EXERCISE PROMPT: What lines in this listing contain the string "long"? Report each one by copying it.

INFORMATION GIVEN:
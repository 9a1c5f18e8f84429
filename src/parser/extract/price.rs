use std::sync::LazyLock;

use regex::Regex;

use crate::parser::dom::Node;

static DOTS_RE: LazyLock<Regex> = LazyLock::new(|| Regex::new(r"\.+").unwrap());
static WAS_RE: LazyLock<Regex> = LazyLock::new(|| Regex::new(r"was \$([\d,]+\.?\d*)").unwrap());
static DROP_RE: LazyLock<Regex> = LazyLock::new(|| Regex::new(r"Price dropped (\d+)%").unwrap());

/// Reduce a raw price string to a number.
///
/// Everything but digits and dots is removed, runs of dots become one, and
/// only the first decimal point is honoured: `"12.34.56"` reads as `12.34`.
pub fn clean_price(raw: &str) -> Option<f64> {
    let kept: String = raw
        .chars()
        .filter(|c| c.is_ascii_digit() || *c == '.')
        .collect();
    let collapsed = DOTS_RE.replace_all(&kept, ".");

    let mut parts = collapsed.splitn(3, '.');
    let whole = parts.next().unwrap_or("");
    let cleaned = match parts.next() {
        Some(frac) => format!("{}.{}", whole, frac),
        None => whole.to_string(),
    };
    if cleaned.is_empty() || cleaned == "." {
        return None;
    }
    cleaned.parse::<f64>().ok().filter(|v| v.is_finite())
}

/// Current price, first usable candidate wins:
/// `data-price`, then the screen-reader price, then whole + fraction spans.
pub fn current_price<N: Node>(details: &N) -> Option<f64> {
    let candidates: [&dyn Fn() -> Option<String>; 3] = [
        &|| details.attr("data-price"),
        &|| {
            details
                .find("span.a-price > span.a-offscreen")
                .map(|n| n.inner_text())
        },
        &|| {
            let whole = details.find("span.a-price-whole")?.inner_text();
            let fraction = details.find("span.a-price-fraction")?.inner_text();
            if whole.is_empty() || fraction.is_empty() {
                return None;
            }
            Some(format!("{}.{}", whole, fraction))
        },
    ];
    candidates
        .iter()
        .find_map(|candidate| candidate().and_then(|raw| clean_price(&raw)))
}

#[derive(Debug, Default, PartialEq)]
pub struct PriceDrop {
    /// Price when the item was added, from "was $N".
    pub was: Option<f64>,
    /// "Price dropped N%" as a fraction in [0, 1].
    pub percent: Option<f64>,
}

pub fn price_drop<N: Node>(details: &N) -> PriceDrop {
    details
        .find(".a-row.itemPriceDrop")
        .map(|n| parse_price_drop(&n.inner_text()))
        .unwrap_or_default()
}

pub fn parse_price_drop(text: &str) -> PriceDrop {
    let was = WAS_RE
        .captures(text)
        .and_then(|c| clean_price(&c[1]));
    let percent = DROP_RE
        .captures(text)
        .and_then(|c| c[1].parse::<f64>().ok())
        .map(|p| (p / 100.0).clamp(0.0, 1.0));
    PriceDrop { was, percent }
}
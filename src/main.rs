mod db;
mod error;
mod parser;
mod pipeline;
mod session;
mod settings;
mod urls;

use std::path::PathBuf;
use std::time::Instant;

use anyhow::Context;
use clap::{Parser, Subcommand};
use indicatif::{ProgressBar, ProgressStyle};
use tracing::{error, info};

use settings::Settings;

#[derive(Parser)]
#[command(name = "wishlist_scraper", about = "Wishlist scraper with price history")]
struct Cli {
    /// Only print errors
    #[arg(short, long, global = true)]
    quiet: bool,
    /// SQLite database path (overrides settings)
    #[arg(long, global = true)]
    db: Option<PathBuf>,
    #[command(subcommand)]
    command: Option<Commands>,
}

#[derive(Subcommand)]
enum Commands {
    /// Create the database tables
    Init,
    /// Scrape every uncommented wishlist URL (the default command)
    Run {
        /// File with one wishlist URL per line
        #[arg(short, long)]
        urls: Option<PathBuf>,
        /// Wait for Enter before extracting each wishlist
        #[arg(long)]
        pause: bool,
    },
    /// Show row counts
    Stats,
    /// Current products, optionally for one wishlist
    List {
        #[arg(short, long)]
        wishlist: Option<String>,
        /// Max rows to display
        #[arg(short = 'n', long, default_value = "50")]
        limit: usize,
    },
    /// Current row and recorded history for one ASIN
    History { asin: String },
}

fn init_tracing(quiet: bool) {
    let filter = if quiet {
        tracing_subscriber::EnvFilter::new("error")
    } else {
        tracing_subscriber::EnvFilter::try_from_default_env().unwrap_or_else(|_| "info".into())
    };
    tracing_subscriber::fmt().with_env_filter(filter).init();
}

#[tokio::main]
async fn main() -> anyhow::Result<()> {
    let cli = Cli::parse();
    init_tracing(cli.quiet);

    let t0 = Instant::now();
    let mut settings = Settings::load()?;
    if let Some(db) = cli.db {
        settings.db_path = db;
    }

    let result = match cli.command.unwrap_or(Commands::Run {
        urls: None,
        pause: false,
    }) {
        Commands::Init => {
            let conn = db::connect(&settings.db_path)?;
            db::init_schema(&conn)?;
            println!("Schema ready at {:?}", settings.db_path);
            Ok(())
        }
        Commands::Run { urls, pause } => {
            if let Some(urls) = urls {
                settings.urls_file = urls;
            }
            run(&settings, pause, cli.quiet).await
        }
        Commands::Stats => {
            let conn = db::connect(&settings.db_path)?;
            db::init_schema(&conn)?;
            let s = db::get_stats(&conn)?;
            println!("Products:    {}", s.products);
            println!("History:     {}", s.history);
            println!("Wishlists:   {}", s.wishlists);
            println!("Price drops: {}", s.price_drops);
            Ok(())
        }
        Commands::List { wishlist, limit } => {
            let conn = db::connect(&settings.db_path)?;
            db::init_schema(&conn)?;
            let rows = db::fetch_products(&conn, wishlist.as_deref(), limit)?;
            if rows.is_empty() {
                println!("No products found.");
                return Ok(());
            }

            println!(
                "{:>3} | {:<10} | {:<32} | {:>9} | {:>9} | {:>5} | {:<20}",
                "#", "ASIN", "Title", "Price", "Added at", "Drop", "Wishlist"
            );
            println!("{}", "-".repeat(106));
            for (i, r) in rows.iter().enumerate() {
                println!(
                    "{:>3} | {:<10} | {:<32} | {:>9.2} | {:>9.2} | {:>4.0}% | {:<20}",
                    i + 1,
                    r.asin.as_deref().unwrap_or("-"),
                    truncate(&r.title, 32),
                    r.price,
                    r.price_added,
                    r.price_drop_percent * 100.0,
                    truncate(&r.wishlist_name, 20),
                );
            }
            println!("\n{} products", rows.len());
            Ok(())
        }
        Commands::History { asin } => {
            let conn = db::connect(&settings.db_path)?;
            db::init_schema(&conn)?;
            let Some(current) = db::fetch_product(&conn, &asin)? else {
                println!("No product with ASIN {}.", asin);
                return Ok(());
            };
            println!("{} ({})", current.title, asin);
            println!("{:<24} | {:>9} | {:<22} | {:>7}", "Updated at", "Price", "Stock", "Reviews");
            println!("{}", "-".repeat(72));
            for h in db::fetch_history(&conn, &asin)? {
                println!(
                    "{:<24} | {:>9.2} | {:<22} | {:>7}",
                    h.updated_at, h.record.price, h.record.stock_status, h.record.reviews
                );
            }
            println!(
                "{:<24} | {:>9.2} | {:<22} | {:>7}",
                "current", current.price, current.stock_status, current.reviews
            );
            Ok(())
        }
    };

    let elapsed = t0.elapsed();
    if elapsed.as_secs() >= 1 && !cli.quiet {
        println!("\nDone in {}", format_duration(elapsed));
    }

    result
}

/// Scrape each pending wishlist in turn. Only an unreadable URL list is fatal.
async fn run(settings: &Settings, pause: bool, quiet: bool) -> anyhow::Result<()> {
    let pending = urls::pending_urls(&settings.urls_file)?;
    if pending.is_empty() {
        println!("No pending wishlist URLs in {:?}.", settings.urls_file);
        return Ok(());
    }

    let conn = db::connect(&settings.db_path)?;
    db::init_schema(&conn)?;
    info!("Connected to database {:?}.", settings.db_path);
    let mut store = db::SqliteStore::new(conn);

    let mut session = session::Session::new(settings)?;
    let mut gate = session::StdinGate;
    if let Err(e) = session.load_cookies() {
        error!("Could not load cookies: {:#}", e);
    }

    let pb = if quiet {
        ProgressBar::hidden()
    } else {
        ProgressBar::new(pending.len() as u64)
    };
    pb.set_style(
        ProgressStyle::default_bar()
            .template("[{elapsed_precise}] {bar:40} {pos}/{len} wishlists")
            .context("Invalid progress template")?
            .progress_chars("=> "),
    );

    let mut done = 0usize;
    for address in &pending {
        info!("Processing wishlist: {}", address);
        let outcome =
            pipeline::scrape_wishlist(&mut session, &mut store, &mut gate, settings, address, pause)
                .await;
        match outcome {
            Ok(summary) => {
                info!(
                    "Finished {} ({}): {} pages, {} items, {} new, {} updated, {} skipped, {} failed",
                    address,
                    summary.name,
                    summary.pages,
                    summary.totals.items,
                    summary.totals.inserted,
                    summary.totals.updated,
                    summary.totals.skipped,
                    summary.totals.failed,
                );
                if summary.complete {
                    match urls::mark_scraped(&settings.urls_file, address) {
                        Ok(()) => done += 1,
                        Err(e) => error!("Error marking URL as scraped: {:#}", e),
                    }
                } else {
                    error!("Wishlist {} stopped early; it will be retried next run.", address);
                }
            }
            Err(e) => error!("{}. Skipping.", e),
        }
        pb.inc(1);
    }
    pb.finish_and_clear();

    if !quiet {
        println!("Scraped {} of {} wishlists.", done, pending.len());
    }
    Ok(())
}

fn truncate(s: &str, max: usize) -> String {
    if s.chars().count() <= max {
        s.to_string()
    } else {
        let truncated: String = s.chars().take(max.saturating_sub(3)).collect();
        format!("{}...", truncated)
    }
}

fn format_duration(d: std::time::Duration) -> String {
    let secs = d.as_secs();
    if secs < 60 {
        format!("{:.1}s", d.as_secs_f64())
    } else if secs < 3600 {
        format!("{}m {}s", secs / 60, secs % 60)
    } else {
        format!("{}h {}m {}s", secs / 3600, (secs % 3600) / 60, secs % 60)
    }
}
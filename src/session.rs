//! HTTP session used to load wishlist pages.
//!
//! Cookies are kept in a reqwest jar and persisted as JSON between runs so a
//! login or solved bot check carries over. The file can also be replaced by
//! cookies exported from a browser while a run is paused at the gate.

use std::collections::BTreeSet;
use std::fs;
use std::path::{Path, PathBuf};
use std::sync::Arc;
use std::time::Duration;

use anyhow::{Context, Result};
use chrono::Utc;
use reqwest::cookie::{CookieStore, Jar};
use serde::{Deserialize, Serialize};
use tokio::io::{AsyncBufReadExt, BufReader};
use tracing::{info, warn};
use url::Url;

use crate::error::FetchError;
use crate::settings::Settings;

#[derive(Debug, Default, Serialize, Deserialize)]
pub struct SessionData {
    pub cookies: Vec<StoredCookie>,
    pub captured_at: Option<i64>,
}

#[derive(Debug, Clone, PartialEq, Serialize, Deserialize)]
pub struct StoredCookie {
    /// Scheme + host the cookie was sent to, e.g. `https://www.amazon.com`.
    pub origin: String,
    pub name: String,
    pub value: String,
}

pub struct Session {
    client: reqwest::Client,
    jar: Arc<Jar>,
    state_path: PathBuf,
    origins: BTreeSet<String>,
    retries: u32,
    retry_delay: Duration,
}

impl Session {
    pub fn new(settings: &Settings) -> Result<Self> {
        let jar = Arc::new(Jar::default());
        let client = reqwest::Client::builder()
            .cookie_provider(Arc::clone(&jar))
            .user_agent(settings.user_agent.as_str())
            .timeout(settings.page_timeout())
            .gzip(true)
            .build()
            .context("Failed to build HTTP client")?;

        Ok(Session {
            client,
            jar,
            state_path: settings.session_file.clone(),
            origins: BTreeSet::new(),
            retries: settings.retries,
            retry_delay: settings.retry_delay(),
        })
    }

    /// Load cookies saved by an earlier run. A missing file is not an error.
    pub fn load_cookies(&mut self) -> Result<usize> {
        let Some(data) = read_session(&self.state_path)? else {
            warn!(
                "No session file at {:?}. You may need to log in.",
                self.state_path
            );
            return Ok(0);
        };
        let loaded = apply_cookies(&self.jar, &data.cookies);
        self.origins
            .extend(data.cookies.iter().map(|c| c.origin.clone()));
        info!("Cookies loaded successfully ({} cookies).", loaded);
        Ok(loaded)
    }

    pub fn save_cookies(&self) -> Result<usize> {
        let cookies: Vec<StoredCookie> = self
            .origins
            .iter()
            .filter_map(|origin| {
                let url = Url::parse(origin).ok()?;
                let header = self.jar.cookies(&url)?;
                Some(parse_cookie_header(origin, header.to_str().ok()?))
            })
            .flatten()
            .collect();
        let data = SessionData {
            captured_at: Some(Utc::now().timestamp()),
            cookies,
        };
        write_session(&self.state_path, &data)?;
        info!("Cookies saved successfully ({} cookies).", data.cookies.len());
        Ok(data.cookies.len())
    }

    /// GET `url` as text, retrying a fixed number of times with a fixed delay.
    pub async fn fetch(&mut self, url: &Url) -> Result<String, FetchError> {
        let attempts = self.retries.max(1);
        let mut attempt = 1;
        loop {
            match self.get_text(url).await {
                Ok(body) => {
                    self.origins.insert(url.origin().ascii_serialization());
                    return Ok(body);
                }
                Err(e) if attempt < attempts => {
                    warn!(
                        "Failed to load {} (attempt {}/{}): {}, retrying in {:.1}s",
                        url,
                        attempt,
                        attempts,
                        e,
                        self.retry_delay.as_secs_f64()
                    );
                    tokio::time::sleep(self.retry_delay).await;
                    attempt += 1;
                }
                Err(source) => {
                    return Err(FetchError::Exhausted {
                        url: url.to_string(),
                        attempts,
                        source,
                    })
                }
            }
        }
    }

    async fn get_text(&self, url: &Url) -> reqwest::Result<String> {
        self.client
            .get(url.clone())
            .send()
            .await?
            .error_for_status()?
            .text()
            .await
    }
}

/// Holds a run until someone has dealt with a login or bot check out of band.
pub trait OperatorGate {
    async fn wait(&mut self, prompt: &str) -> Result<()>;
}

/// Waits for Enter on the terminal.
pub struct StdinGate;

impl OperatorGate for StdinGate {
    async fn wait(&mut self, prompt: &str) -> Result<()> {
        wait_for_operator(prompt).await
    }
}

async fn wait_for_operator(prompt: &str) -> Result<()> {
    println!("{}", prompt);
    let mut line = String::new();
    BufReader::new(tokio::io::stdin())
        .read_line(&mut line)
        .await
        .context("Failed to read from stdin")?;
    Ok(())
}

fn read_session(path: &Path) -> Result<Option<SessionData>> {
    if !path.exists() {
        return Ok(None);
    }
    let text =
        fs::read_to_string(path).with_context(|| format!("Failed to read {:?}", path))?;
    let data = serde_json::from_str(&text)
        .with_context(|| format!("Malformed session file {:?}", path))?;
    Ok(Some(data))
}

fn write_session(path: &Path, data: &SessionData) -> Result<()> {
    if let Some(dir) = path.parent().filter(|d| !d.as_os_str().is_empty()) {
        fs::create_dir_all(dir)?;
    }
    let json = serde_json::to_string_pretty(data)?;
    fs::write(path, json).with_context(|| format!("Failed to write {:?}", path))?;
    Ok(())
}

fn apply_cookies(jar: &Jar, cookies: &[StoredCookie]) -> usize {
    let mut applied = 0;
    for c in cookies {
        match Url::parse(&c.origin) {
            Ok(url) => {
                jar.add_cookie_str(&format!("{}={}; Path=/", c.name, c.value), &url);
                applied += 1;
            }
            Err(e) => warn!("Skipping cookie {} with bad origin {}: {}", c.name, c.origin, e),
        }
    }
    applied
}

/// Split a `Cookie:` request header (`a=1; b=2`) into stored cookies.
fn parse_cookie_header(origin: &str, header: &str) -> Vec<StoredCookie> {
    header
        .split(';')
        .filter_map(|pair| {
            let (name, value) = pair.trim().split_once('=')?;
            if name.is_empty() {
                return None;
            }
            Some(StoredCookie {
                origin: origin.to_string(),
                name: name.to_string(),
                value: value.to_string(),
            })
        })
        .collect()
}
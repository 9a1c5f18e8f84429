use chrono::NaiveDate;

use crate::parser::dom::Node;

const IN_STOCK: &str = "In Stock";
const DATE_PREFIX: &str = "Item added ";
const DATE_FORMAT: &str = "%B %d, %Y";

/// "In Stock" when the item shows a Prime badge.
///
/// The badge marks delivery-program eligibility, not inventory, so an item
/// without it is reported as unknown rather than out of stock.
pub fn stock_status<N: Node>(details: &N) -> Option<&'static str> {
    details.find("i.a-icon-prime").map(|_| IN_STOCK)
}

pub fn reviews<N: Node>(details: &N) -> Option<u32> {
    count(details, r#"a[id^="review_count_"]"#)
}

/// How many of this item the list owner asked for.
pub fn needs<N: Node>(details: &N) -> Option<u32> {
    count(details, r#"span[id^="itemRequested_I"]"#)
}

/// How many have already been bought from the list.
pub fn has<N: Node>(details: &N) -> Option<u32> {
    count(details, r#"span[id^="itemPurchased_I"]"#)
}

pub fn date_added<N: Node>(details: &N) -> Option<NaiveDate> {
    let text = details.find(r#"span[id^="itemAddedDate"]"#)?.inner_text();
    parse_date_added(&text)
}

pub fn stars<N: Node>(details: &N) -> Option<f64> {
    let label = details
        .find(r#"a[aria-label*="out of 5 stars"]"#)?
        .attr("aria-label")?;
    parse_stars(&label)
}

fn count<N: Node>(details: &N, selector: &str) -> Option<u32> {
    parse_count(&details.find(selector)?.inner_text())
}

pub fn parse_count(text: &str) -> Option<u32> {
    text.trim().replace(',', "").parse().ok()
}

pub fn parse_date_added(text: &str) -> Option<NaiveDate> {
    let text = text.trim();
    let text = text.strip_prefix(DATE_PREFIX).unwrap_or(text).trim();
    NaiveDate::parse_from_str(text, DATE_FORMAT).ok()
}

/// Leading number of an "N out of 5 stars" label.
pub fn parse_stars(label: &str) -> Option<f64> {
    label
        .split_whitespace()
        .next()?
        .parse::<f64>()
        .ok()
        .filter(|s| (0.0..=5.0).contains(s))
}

ANSWER BOX:
    #[arg(short, long, global = true)]
    #[arg(long, global = true)]
        #[arg(short, long)]
        #[arg(long)]
        #[arg(short, long)]
        #[arg(short = 'n', long, default_value = "50")]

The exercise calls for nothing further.